§ **Task directions**:
Select every line below containing the word "DurableStore".

§ **Exercise data**:

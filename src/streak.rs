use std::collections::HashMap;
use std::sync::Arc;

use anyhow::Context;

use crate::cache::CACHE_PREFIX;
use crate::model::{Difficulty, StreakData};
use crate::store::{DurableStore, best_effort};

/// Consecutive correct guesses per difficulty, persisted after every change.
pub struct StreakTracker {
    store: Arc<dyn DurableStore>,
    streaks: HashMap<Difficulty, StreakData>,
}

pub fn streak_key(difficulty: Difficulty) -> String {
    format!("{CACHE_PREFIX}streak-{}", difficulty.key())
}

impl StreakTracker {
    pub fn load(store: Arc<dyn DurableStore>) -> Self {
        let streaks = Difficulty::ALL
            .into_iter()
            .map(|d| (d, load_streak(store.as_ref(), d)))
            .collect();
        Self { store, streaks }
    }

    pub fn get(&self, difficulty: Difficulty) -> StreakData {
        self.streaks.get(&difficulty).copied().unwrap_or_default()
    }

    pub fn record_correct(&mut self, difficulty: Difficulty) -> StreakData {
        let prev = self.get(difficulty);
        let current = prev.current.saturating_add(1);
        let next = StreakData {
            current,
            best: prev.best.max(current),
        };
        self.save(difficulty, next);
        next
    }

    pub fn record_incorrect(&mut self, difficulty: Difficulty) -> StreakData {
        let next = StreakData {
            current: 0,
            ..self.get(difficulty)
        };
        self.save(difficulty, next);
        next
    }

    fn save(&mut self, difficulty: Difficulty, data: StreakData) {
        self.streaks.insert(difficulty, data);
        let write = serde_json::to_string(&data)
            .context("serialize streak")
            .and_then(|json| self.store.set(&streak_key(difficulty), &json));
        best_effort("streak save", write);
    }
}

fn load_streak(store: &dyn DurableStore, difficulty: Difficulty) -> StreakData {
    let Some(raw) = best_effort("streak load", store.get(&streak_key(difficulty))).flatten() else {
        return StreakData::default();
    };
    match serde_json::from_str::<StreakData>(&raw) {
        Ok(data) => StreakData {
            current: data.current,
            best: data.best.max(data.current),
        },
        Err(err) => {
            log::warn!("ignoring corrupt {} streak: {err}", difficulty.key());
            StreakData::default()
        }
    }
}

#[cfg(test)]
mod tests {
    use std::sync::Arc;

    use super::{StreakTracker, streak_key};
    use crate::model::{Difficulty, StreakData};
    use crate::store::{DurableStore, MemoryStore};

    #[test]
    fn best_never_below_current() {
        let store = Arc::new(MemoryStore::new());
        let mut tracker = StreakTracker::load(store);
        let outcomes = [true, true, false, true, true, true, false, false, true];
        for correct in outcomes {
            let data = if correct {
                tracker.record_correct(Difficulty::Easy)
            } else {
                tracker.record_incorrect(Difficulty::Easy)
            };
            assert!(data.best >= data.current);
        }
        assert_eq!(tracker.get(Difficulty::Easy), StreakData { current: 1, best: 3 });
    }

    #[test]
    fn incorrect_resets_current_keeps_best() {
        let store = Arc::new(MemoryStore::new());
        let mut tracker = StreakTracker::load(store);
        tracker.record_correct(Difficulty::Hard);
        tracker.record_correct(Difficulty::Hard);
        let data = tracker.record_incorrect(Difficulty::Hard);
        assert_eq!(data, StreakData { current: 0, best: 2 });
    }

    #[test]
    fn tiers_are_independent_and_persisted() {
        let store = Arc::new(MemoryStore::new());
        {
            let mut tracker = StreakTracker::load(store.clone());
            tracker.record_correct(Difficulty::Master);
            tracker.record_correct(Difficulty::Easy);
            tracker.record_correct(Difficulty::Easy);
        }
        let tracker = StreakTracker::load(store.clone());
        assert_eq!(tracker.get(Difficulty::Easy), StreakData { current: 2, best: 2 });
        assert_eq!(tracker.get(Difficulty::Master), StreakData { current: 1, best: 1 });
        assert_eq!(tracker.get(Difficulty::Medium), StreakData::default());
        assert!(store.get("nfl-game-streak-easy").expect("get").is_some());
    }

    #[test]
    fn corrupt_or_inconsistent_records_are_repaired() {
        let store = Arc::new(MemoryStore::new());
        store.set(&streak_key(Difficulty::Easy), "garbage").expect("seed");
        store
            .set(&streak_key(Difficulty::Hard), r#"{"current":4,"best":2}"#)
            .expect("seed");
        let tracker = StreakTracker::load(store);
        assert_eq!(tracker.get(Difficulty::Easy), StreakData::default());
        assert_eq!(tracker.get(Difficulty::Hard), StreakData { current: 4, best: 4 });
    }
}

---

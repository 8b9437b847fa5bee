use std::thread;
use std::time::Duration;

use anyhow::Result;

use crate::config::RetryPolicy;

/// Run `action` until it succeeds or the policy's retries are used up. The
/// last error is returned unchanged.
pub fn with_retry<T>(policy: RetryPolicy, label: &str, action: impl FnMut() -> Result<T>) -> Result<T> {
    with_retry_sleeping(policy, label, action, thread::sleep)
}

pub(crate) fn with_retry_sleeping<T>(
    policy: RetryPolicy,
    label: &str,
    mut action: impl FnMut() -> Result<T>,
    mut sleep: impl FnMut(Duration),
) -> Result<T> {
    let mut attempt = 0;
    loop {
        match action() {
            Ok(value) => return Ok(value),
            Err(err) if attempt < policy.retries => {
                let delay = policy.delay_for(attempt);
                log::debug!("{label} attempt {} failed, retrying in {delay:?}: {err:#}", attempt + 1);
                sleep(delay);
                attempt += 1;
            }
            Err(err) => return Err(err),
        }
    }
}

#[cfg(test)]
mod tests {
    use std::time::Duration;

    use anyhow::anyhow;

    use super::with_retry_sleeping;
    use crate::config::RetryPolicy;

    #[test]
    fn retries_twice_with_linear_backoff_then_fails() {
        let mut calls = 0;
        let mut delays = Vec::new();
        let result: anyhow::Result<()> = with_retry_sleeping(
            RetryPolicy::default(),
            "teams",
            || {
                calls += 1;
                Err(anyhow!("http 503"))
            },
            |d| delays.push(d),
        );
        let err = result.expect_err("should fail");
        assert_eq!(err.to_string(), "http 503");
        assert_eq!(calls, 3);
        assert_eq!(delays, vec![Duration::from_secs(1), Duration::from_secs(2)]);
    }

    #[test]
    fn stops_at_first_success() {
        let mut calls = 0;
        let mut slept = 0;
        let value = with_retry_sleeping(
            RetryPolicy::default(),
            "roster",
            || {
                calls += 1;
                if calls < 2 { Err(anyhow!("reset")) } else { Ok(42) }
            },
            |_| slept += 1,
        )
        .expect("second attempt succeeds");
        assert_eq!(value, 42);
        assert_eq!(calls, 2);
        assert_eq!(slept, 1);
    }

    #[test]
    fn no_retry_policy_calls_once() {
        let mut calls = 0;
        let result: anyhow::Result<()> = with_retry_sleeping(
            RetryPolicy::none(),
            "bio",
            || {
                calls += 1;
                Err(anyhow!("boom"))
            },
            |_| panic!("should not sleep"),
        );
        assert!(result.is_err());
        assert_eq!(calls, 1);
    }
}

§ **Response box**:
use crate::store::{DurableStore, best_effort};
    store: Arc<dyn DurableStore>,
    pub fn load(store: Arc<dyn DurableStore>) -> Self {
fn load_streak(store: &dyn DurableStore, difficulty: Difficulty) -> StreakData {
    use crate::store::{DurableStore, MemoryStore};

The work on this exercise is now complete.